DataTrack Systems recorded $180,000 in bookings in January.
Total Bookings = $300,000 + $180,000 = $480,000
Billings Schedule
Next, calculate how each company invoices its customer.
CloudSync Solutions
CloudSync bills on an annual basis, so:
CloudSync divides the $300,000 TCV into three years.
They issue one invoice for $100,000 at the start of each contract year (January, Years 1–3).
CloudSync collects $100,000 upfront in Year 1 and again in Years 2 and 3.
DataTrack Systems
DataTrack bills on a monthly basis, so:
DataTrack divides the $180,000 TCV into 24 months: Monthly Billing = $180,000 ÷ 24 Months = $7,500.
Each month of the active contract, DataTrack bills its customer $7,500 starting in January of Year 1.
Total Billings
In Year 1, CloudSync’s total billings are $100,000 and DataTrack’s total billings are $90,000.
GAAP Revenue Recognition
Both companies recognize revenue evenly over the life of their contracts:
CloudSync Solutions: $8,333 per month over 36 months.
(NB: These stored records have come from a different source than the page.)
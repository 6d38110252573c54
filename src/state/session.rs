use std::collections::BTreeSet;
use std::sync::Arc;

use super::catalog::AssetCatalog;
use super::data::{Decision, PhotoItem, TriageState, TriageStats};
use super::store::{StoreResult, TriageStore};
use crate::error::TriageError;
use crate::media::AssetProvider;

/// The triage state machine.
///
/// Holds a cyclic cursor into the catalog. Every operation that moves the
/// cursor saves `(index, count)` to the store straight away, so at most the
/// latest move is lost on a crash.
///
/// Store failures never interrupt a swipe: the in-memory state still changes
/// and the failure is queued as a warning for `take_warning`.
///
/// A session has one owner. Share it between tasks behind a single mutex.
#[derive(Debug)]
pub struct TriageSession {
    catalog: AssetCatalog,
    store: Arc<TriageStore>,
    index: usize,
}

impl TriageSession {
    /// Resume at the saved position, clamped to the current collection, then
    /// skip ahead to the first photo that still needs a decision.
    pub fn resume(catalog: AssetCatalog) -> Self {
        let store = catalog.store().clone();
        let saved = store.load_position();
        let index = saved.clamp_to(catalog.len());

        tracing::debug!(
            "Resuming at {} (saved {} of {}, now {} photos)",
            index,
            saved.index,
            saved.total,
            catalog.len()
        );

        let mut session = TriageSession {
            catalog,
            store,
            index,
        };
        session.first_unprocessed();
        session
    }

    /// Load the catalog from the provider and resume a session on it.
    pub async fn open(
        provider: &dyn AssetProvider,
        store: Arc<TriageStore>,
    ) -> Result<Self, TriageError> {
        let catalog = AssetCatalog::load(provider, store).await?;
        Ok(Self::resume(catalog))
    }

    pub fn catalog(&self) -> &AssetCatalog {
        &self.catalog
    }

    pub fn store(&self) -> &Arc<TriageStore> {
        &self.store
    }

    pub fn index(&self) -> usize {
        self.index
    }

    pub fn current(&self) -> Option<&PhotoItem> {
        self.catalog.get(self.index)
    }

    /// The photo after `current()`, wrapping around. None with fewer than two photos.
    pub fn next(&self) -> Option<&PhotoItem> {
        let len = self.catalog.len();
        if len < 2 {
            return None;
        }
        self.catalog.get((self.index + 1) % len)
    }

    pub fn current_state(&self) -> TriageState {
        self.catalog.state_at(self.index)
    }

    /// One-based position and total, for an "n / total" indicator.
    pub fn progress(&self) -> (usize, usize) {
        let total = self.catalog.len();
        if total == 0 {
            (0, 0)
        } else {
            (self.index + 1, total)
        }
    }

    pub fn stats(&self) -> TriageStats {
        self.store.stats()
    }

    /// Record a decision for the current photo and move on, wrapping past the end.
    pub fn decide(&mut self, decision: Decision) {
        let Some(id) = self.current().map(|item| item.id.clone()) else {
            return;
        };

        let result = match decision {
            Decision::Kept => self.store.mark_kept(&id),
            Decision::MarkedForDeletion => self.store.mark_for_deletion(&id),
        };
        note(result);
        self.advance();
    }

    /// Clear the current photo's decision. The cursor stays put.
    pub fn undo(&mut self) {
        if let Some(id) = self.current().map(|item| item.id.clone()) {
            note(self.store.unmark(&id));
        }
    }

    pub fn move_next(&mut self) {
        self.advance();
    }

    pub fn move_previous(&mut self) {
        let len = self.catalog.len();
        if len == 0 {
            return;
        }
        self.index = (self.index + len - 1) % len;
        self.save_position();
    }

    /// Move to the first Unprocessed photo, scanning forward from the cursor
    /// and wrapping once. Leaves the cursor alone when everything is decided.
    pub fn first_unprocessed(&mut self) -> usize {
        let len = self.catalog.len();
        let found = (self.index..len)
            .chain(0..self.index.min(len))
            .find(|&i| !self.catalog.state_at(i).is_processed());

        if let Some(index) = found {
            self.index = index;
        }
        self.save_position();
        self.index
    }

    /// Re-fetch the collection, clamp the cursor and skip to unprocessed work.
    pub async fn refresh(&mut self, provider: &dyn AssetProvider) -> Result<(), TriageError> {
        self.catalog.refresh(provider).await?;
        self.clamp();
        self.first_unprocessed();
        Ok(())
    }

    /// Photos marked for deletion, in catalog order.
    pub fn marked_items(&self) -> Vec<&PhotoItem> {
        self.catalog.items_in(TriageState::MarkedForDeletion)
    }

    /// Undo every deletion mark in the collection.
    pub fn unmark_all(&mut self) {
        for id in self.catalog.marked_ids() {
            note(self.store.unmark(&id));
        }
    }

    /// Rescue the given marked photos: they become Kept.
    /// Ids that are not currently marked are ignored.
    pub fn keep_selected(&mut self, ids: &BTreeSet<String>) {
        for id in self.catalog.marked_ids().intersection(ids) {
            note(self.store.mark_kept(id));
        }
    }

    /// Forget which photos were kept, then move to the first one that needs a decision.
    pub fn clear_kept(&mut self) {
        note(self.store.clear_kept());
        self.first_unprocessed();
    }

    /// Drop every deletion mark, across the whole history and not just this
    /// collection.
    pub fn clear_marked(&mut self) {
        note(self.store.clear_marked());
        self.first_unprocessed();
    }

    /// Start over: no decisions, cursor back on the newest photo.
    pub fn clear_history(&mut self) {
        note(self.store.clear_all());
        self.index = 0;
        self.save_position();
    }

    /// The `StoreUnavailable` warning for a new outage, if one started.
    pub fn take_warning(&self) -> Option<TriageError> {
        self.store.take_warning()
    }

    /// Reconcile after the provider deleted `ids`: drop them from the
    /// catalog and the store, clamp the cursor, then find unprocessed work.
    pub(crate) fn apply_deletion(&mut self, ids: &BTreeSet<String>) {
        self.catalog.remove(ids);
        note(self.store.forget(ids.iter().map(String::as_str)));
        self.clamp();
        self.first_unprocessed();
    }

    fn advance(&mut self) {
        let len = self.catalog.len();
        if len == 0 {
            return;
        }
        self.index = (self.index + 1) % len;
        self.save_position();
    }

    fn clamp(&mut self) {
        let len = self.catalog.len();
        self.index = if len == 0 { 0 } else { self.index.min(len - 1) };
    }

    fn save_position(&self) {
        note(self.store.save_position(self.index, self.catalog.len()));
    }
}

/// Store failures are already queued as a warning by the store itself.
fn note(result: StoreResult<()>) {
    if let Err(e) = result {
        tracing::debug!("Triage state kept in memory only: {}", e);
    }
}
DataTrack Systems: $7,500 per month over 24 months.
Analysis: Bookings vs. Billings vs. Revenue
In the final part of our exercise, we’ll analyze the results to see how bookings, billings, and GAAP revenue look from an investor’s perspective.
CloudSync Solutions bills the $300,000 contract annually at $100,000, which means large cash inflows at the start of each year. However, GAAP revenue is recognized as $8,333 per month across the 36-month term. The ACV of $100,000 is spread evenly across months, rather than as one lump-sum revenue amount.
DataTrack Systems records the $180,000 contract as bookings at signing and bills $7,500 per month, totaling $90,000 per year. GAAP revenue matches the billings at $7,500 per month since services are delivered in the same period.
In SaaS, bookings are the total contract value signed, while billings are the invoices issued as those contracts are collected. Bookings highlight long-term revenue commitments, and billings reveal cash inflows over time. For investors, tracking both metrics is key to evaluating growth predictability and the stability of a SaaS business.
Frequently Asked Questions (FAQs)
What is the difference between bookings and billings in SaaS?
Bookings are the total value of contracts a company signs, while billings are the invoices issued under those contracts during a specific period.
How do bookings differ from GAAP revenue?
Bookings capture the full value of a signed contract upfront, but revenue is recognized gradually as services are delivered. For example, a $120,000 annual contract is booked at signing, yet only $10,000 is recognized each month under GAAP.
Why are billings considered deferred revenue?
When a company bills and collects cash upfront, that amount is recorded as deferred revenue until services are provided. Deferred revenue then declines month by month as the company recognizes revenue from the billed contract.